**Instructions for the task**
Starting at the line below holding "pub struct ChordTemplate" and stopping at the line holding "pub struct ReferenceTrack", print every line exactly, both ends included, and leave the rest out.

**Source data**

******************************

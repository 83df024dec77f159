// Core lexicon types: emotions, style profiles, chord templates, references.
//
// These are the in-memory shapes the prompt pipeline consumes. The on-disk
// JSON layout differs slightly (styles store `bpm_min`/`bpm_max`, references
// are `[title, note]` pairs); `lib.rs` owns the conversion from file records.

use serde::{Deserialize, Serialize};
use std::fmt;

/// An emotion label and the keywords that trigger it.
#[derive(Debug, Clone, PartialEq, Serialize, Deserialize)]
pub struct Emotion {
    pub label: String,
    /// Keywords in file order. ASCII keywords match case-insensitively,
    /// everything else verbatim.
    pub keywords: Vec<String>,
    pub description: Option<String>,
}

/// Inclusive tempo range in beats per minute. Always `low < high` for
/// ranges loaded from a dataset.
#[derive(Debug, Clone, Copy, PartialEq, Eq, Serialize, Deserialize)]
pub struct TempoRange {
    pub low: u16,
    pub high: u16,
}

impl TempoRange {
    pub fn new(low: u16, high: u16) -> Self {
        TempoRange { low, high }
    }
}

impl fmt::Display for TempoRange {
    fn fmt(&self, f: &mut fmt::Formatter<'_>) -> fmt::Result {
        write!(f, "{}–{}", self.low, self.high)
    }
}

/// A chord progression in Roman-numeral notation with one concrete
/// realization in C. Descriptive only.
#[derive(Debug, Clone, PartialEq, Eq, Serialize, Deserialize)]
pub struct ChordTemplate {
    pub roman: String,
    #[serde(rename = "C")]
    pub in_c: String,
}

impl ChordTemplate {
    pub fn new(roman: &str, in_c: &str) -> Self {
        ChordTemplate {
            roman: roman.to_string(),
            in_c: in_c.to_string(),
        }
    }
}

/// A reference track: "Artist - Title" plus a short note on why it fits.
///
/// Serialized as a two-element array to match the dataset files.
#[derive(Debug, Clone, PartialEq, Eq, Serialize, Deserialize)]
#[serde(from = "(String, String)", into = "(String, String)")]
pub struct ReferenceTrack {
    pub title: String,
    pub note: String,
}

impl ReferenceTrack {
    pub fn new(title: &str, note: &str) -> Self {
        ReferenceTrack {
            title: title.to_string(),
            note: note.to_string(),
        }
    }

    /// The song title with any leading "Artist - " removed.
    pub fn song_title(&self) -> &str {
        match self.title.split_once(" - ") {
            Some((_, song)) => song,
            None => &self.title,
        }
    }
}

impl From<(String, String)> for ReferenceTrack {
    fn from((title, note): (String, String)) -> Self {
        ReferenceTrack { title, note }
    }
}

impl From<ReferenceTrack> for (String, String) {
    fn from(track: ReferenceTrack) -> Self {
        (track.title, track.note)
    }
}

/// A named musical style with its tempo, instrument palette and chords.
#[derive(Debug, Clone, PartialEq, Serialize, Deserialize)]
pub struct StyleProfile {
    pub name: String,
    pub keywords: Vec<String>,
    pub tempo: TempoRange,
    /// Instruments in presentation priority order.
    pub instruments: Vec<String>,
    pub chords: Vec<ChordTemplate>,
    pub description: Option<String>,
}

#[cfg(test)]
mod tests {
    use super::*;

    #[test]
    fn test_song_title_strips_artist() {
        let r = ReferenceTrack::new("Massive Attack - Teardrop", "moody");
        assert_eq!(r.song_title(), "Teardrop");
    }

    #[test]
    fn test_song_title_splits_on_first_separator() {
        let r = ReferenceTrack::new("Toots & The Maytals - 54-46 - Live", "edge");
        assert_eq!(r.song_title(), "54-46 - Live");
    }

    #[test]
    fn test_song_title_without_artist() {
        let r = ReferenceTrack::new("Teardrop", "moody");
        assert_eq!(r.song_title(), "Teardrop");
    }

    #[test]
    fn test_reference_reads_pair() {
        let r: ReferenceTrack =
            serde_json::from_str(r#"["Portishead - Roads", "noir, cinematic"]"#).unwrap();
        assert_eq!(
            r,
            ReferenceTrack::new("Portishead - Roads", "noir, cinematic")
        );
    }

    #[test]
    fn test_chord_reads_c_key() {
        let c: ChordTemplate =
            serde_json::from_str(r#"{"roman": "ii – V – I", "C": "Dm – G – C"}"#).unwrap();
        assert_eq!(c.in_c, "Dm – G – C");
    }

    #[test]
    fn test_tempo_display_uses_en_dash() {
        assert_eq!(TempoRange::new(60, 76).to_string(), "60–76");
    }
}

******************************

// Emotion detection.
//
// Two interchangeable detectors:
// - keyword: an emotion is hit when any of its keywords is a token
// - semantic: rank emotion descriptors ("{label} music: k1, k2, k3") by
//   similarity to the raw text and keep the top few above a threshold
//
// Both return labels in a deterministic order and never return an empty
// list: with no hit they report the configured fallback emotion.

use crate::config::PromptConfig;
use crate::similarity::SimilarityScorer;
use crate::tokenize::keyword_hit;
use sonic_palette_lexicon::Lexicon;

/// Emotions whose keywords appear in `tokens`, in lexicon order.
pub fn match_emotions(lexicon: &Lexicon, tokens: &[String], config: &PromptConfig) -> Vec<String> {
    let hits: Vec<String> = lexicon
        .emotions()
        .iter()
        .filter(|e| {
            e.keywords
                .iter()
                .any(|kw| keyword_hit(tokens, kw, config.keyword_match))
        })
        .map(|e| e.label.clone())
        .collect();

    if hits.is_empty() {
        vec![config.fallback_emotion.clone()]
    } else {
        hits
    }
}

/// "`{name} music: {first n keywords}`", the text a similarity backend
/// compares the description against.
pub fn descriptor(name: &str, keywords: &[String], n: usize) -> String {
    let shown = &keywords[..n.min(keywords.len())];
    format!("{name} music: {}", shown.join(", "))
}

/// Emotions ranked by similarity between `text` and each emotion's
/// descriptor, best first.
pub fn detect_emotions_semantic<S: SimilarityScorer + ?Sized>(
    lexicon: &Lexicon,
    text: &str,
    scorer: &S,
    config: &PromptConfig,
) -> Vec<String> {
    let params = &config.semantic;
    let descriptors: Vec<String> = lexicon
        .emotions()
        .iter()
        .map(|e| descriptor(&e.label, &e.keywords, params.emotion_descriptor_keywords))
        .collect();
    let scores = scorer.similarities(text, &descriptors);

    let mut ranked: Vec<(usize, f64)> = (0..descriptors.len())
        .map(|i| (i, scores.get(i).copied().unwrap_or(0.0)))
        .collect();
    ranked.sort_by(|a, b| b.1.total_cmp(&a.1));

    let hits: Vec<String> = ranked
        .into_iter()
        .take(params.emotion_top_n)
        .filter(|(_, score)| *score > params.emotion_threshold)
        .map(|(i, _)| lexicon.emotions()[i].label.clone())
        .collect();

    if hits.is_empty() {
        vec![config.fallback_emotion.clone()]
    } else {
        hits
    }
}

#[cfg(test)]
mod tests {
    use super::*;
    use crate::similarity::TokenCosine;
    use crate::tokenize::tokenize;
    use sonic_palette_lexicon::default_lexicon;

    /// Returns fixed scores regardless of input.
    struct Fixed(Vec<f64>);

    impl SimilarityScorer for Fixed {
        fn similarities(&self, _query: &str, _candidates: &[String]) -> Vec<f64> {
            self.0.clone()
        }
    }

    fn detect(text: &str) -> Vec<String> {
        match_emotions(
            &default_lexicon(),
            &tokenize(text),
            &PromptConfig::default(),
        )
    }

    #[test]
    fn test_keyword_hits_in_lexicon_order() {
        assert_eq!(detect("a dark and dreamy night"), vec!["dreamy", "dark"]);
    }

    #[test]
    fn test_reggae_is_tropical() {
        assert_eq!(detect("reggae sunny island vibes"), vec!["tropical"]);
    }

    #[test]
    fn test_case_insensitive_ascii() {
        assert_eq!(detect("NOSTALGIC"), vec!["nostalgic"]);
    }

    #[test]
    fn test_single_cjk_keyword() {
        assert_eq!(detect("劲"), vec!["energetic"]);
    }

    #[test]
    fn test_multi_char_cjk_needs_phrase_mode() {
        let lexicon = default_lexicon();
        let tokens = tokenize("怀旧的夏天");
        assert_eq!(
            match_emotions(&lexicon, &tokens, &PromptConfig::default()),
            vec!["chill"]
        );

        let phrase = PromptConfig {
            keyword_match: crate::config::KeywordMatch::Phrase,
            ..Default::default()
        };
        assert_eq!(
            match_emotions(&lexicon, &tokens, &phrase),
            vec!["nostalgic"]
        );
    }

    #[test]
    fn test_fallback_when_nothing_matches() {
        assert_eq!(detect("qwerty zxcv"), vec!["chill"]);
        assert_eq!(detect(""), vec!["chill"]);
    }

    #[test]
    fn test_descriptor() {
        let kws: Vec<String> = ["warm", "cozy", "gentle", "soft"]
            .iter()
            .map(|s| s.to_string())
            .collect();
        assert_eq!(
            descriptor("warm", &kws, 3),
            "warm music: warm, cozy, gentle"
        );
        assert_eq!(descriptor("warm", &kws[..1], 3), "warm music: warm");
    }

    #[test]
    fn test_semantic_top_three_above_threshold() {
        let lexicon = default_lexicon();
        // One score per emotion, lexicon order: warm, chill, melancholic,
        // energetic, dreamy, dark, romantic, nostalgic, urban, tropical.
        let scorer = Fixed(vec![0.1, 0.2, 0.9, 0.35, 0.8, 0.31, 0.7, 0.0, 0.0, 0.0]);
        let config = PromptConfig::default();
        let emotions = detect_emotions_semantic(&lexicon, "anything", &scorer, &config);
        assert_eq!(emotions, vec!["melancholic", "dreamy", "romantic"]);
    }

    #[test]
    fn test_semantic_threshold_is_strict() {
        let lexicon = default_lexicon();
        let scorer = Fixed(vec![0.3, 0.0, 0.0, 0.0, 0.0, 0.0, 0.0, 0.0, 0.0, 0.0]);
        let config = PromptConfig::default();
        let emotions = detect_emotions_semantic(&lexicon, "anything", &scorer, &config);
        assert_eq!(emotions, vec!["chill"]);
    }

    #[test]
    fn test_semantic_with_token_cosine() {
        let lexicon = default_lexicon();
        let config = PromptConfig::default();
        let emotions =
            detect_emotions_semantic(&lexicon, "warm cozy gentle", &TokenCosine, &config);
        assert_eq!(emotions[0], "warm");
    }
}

******************************

**Output below**
pub struct ChordTemplate {
    pub roman: String,
    #[serde(rename = "C")]
    pub in_c: String,
}

impl ChordTemplate {
    pub fn new(roman: &str, in_c: &str) -> Self {
        ChordTemplate {
            roman: roman.to_string(),
            in_c: in_c.to_string(),
        }
    }
}

/// A reference track: "Artist - Title" plus a short note on why it fits.
///
/// Serialized as a two-element array to match the dataset files.
#[derive(Debug, Clone, PartialEq, Eq, Serialize, Deserialize)]
#[serde(from = "(String, String)", into = "(String, String)")]
pub struct ReferenceTrack {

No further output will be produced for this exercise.